## Available data
//! Command-line interface for the backtester.

use quant_backtester::analytics::{ResultFormatter, TradeReport};
use quant_backtester::config::{generate_example_config, load_config};
use quant_backtester::data::{parse_date, CsvDirectorySource, PriceSource};
use quant_backtester::error::Result;
use quant_backtester::export::metrics_to_csv;
use quant_backtester::pipeline::{parse_tickers, run_batch, BatchReport, OutputOptions, RunRequest};
use quant_backtester::strategy::{StrategyKind, StrategyParams};
use quant_backtester::viz::equity_sparkline;
use quant_backtester::BacktestError;

use clap::{Parser, Subcommand, ValueEnum};
use colored::Colorize;
use std::fs;
use std::io::{self, BufRead, Write};
use std::path::{Path, PathBuf};
use tracing::{info, Level};
use tracing_subscriber::FmtSubscriber;

/// quant-backtester - single-asset signal backtests over daily prices.
#[derive(Parser)]
#[command(name = "quant-backtester")]
#[command(version)]
#[command(about = "Backtest SMA, RSI, MACD and random-forest signals over daily price files")]
#[command(long_about = None)]
pub struct Cli {
    /// Verbosity level
    #[arg(short, long, action = clap::ArgAction::Count)]
    pub verbose: u8,

    /// Output format
    #[arg(short, long, value_enum, default_value = "text")]
    pub output: OutputFormat,

    #[command(subcommand)]
    pub command: Commands,
}

#[derive(Subcommand)]
pub enum Commands {
    /// Backtest one strategy over a list of tickers
    Run {
        /// Comma-separated tickers, e.g. "AAPL,MSFT"
        #[arg(short, long)]
        tickers: String,

        /// Strategy: SMA, RSI, MACD or ML
        #[arg(short = 'S', long, default_value = "SMA")]
        strategy: String,

        /// Start date, inclusive (YYYY-MM-DD)
        #[arg(long)]
        start: String,

        /// End date, exclusive (YYYY-MM-DD)
        #[arg(long)]
        end: String,

        #[command(flatten)]
        opts: IoArgs,

        #[command(flatten)]
        params: ParamArgs,
    },

    /// Run a backtest from a configuration file
    RunConfig {
        /// Path to TOML configuration file
        #[arg(short, long)]
        config: PathBuf,

        /// Show a progress bar
        #[arg(long)]
        progress: bool,
    },

    /// Generate an example configuration file
    Init {
        /// Output path for config file
        #[arg(short, long, default_value = "backtest.toml")]
        output: PathBuf,
    },

    /// Show information about available strategies
    Strategies,

    /// Prompt for tickers, strategy and dates on stdin
    Interactive {
        #[command(flatten)]
        opts: IoArgs,
    },
}

/// Data and results locations shared by the run commands.
#[derive(clap::Args, Debug, Clone)]
pub struct IoArgs {
    /// Directory holding <TICKER>.csv price files
    #[arg(short, long, default_value = "data")]
    pub data_dir: PathBuf,

    /// Directory for charts, trade logs and metrics
    #[arg(short, long, default_value = "results")]
    pub results_dir: PathBuf,

    /// Run tickers in parallel
    #[arg(long)]
    pub parallel: bool,

    /// Show a progress bar
    #[arg(long)]
    pub progress: bool,

    /// Skip the per-ticker PNG charts
    #[arg(long)]
    pub no_charts: bool,

    /// Skip the per-ticker trade logs
    #[arg(long)]
    pub no_trade_logs: bool,

    /// Also write metrics.json
    #[arg(long)]
    pub metrics_json: bool,

    /// Print the trade log of every ticker (text output only)
    #[arg(long)]
    pub show_trades: bool,
}

impl IoArgs {
    fn output_options(&self) -> OutputOptions {
        OutputOptions {
            dir: self.results_dir.clone(),
            charts: !self.no_charts,
            trade_logs: !self.no_trade_logs,
            metrics_csv: true,
            metrics_json: self.metrics_json,
        }
    }
}

/// Strategy parameter overrides.
#[derive(clap::Args, Debug, Clone, Default)]
pub struct ParamArgs {
    /// Short SMA window
    #[arg(long)]
    pub sma_short: Option<usize>,
    /// Long SMA window
    #[arg(long)]
    pub sma_long: Option<usize>,
    /// RSI period
    #[arg(long)]
    pub rsi_period: Option<usize>,
    /// RSI buy threshold
    #[arg(long)]
    pub rsi_lower: Option<f64>,
    /// RSI sell threshold
    #[arg(long)]
    pub rsi_upper: Option<f64>,
    /// MACD fast EMA span
    #[arg(long)]
    pub macd_fast: Option<usize>,
    /// MACD slow EMA span
    #[arg(long)]
    pub macd_slow: Option<usize>,
    /// MACD signal EMA span
    #[arg(long)]
    pub macd_signal: Option<usize>,
    /// Random-forest size
    #[arg(long)]
    pub ml_trees: Option<usize>,
    /// Random-forest seed
    #[arg(long)]
    pub ml_seed: Option<u64>,
}

impl ParamArgs {
    fn apply(&self, mut p: StrategyParams) -> StrategyParams {
        p.sma_short = self.sma_short.unwrap_or(p.sma_short);
        p.sma_long = self.sma_long.unwrap_or(p.sma_long);
        p.rsi_period = self.rsi_period.unwrap_or(p.rsi_period);
        p.rsi_lower = self.rsi_lower.unwrap_or(p.rsi_lower);
        p.rsi_upper = self.rsi_upper.unwrap_or(p.rsi_upper);
        p.macd_fast = self.macd_fast.unwrap_or(p.macd_fast);
        p.macd_slow = self.macd_slow.unwrap_or(p.macd_slow);
        p.macd_signal = self.macd_signal.unwrap_or(p.macd_signal);
        p.ml_trees = self.ml_trees.unwrap_or(p.ml_trees);
        p.ml_seed = self.ml_seed.unwrap_or(p.ml_seed);
        p
    }
}

#[derive(Copy, Clone, PartialEq, Eq, ValueEnum)]
pub enum OutputFormat {
    Text,
    Json,
    Csv,
}

impl Cli {
    /// Initialize logging based on verbosity level.
    pub fn init_logging(&self) {
        let level = match self.verbose {
            0 => Level::WARN,
            1 => Level::INFO,
            2 => Level::DEBUG,
            _ => Level::TRACE,
        };

        let subscriber = FmtSubscriber::builder()
            .with_max_level(level)
            .with_target(false)
            .finish();

        if let Err(e) = tracing::subscriber::set_global_default(subscriber) {
            eprintln!("warning: could not install log subscriber: {}", e);
        }
    }
}

/// Run the CLI application.
pub fn run() -> Result<()> {
    let cli = Cli::parse();
    cli.init_logging();

    match &cli.command {
        Commands::Run {
            tickers,
            strategy,
            start,
            end,
            opts,
            params,
        } => {
            let strategy: StrategyKind = strategy.parse()?;
            let request = RunRequest::new(
                parse_tickers(tickers),
                strategy,
                parse_date(start)?,
                parse_date(end)?,
            )
            .with_params(params.apply(StrategyParams::default()))
            .with_output(opts.output_options())
            .with_parallel(opts.parallel)
            .with_progress(opts.progress);

            execute(&CsvDirectorySource::new(&opts.data_dir), &request, cli.output, opts.show_trades)
        }

        Commands::RunConfig { config, progress } => run_from_config(config, *progress, cli.output),

        Commands::Init { output } => init_config(output),

        Commands::Strategies => {
            print_strategies();
            Ok(())
        }

        Commands::Interactive { opts } => {
            let stdin = io::stdin();
            let request = prompt_request(stdin.lock(), io::stdout())?
                .with_output(opts.output_options())
                .with_parallel(opts.parallel)
                .with_progress(opts.progress);

            execute(&CsvDirectorySource::new(&opts.data_dir), &request, cli.output, opts.show_trades)
        }
    }
}

/// Ask for tickers, strategy and dates. An unknown strategy is an error.
pub fn prompt_request<R: BufRead, W: Write>(mut input: R, mut out: W) -> Result<RunRequest> {
    let mut ask = |question: &str| -> Result<String> {
        write!(out, "{}", question)?;
        out.flush()?;
        let mut line = String::new();
        input.read_line(&mut line)?;
        Ok(line.trim().to_string())
    };

    let tickers = parse_tickers(&ask("Enter tickers (comma-separated, e.g., AAPL,MSFT,GOOG): ")?);
    let strategy: StrategyKind = ask("Choose strategy (SMA, RSI, MACD, ML): ")?.parse()?;
    let start = parse_date(&ask("Enter start date (YYYY-MM-DD): ")?)?;
    let end = parse_date(&ask("Enter end date (YYYY-MM-DD): ")?)?;

    Ok(RunRequest::new(tickers, strategy, start, end))
}

fn execute(
    source: &dyn PriceSource,
    request: &RunRequest,
    output: OutputFormat,
    show_trades: bool,
) -> Result<()> {
    if output == OutputFormat::Text {
        println!(
            "\nProcessing {} ticker(s) with the {} strategy...",
            request.tickers.len(),
            request.strategy
        );
    }

    let report = run_batch(source, request)?;

    match output {
        OutputFormat::Text => print_text_report(&report, show_trades),
        OutputFormat::Json => println!("{}", ResultFormatter::to_json(&report.metrics())?),
        OutputFormat::Csv => print!("{}", metrics_to_csv(&report.metrics())?),
    }

    for failure in &report.failures {
        eprintln!(
            "{} {}: {} ({})",
            "failed".red().bold(),
            failure.ticker,
            failure.error,
            failure.error.kind()
        );
    }
    Ok(())
}

fn print_text_report(report: &BatchReport, show_trades: bool) {
    for result in &report.results {
        ResultFormatter::print_report(&result.metrics, &result.strategy, &result.series);
        println!("  Equity: {}", equity_sparkline(&result.curves, 50));
        if show_trades {
            TradeReport::print_trades(&result.series.trade_events(), 0);
        }
    }

    if !report.results.is_empty() {
        println!();
        ResultFormatter::print_table(&report.metrics());
    }
    for path in &report.files {
        println!("{} {}", "saved".green(), path.display());
    }
}

fn print_strategies() {
    println!("\nAvailable Strategies:\n");
    for kind in StrategyKind::all() {
        println!("  {:<6} {}", kind.as_str().bold(), kind.description());
    }
    println!();
    println!("Parameters can be overridden with --sma-short, --rsi-period, --macd-fast, ...");
    println!("or in the [strategy.params] section of a configuration file.");
    println!();
    println!(
        "{}",
        "Note: ML predicts the rows it was trained on; its results are in-sample.".yellow()
    );
}

fn init_config(output: &Path) -> Result<()> {
    fs::write(output, generate_example_config())?;
    println!("Created example configuration file: {}", output.display());
    println!("\nEdit this file to customize your backtest, then run:");
    println!("  quant-backtester run-config -c {}", output.display());
    Ok(())
}

fn run_from_config(config_path: &Path, progress: bool, output: OutputFormat) -> Result<()> {
    let file_config = load_config(config_path)?;
    let request = file_config.to_request()?.with_progress(progress);
    info!(
        tickers = request.tickers.len(),
        strategy = %request.strategy,
        "loaded run configuration"
    );
    execute(&file_config.source()?, &request, output, false)
}

/// Print a fatal error the way the rest of the CLI reports problems.
pub fn report_error(error: &BacktestError) {
    eprintln!("{} {} ({})", "error:".red().bold(), error, error.kind());
}

#[cfg(test)]
mod tests {
    use super::*;
    use chrono::NaiveDate;

    #[test]
    fn test_cli_parse() {
        let cli = Cli::try_parse_from([
            "quant-backtester",
            "run",
            "-t",
            "AAPL,MSFT",
            "-S",
            "rsi",
            "--start",
            "2020-01-01",
            "--end",
            "2021-01-01",
            "--parallel",
            "--rsi-period",
            "10",
        ]);
        assert!(cli.is_ok());
        if let Ok(Cli {
            command: Commands::Run { opts, params, .. },
            ..
        }) = cli
        {
            assert!(opts.parallel);
            assert_eq!(opts.data_dir, PathBuf::from("data"));
            let p = params.apply(StrategyParams::default());
            assert_eq!(p.rsi_period, 10);
            assert_eq!(p.rsi_upper, 70.0);
        }
    }

    #[test]
    fn test_strategies_command() {
        let cli = Cli::try_parse_from(["quant-backtester", "strategies"]);
        assert!(cli.is_ok());
    }

    #[test]
    fn test_verbose_count() {
        let cli = Cli::try_parse_from(["quant-backtester", "-vv", "init"]).unwrap();
        assert_eq!(cli.verbose, 2);
    }

    #[test]
    fn test_prompt_request() {
        let input = b"aapl, msft\nmacd\n2020-01-01\n2022-06-30\n";
        let mut out = Vec::new();
        let request = prompt_request(&input[..], &mut out).unwrap();

        assert_eq!(request.tickers, vec!["AAPL", "MSFT"]);
        assert_eq!(request.strategy, StrategyKind::Macd);
        assert_eq!(request.start, NaiveDate::from_ymd_opt(2020, 1, 1).unwrap());
        assert_eq!(request.end, NaiveDate::from_ymd_opt(2022, 6, 30).unwrap());
        assert!(String::from_utf8(out).unwrap().contains("Choose strategy"));
    }

    #[test]
    fn test_prompt_rejects_unknown_strategy() {
        let input = b"AAPL\nLSTM\n2020-01-01\n2021-01-01\n";
        let err = prompt_request(&input[..], Vec::new()).unwrap_err();
        assert!(matches!(err, BacktestError::ConfigError(_)));
    }
}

## Action item
Start with the first line of the data and print every line exactly. The line containing "RSI, MACD and" is the last one to include.

## Answer below
//! Command-line interface for the backtester.

use quant_backtester::analytics::{ResultFormatter, TradeReport};
use quant_backtester::config::{generate_example_config, load_config};
use quant_backtester::data::{parse_date, CsvDirectorySource, PriceSource};
use quant_backtester::error::Result;
use quant_backtester::export::metrics_to_csv;
use quant_backtester::pipeline::{parse_tickers, run_batch, BatchReport, OutputOptions, RunRequest};
use quant_backtester::strategy::{StrategyKind, StrategyParams};
use quant_backtester::viz::equity_sparkline;
use quant_backtester::BacktestError;

use clap::{Parser, Subcommand, ValueEnum};
use colored::Colorize;
use std::fs;
use std::io::{self, BufRead, Write};
use std::path::{Path, PathBuf};
use tracing::{info, Level};
use tracing_subscriber::FmtSubscriber;

/// quant-backtester - single-asset signal backtests over daily prices.
#[derive(Parser)]
#[command(name = "quant-backtester")]
#[command(version)]
#[command(about = "Backtest SMA, RSI, MACD and random-forest signals over daily price files")]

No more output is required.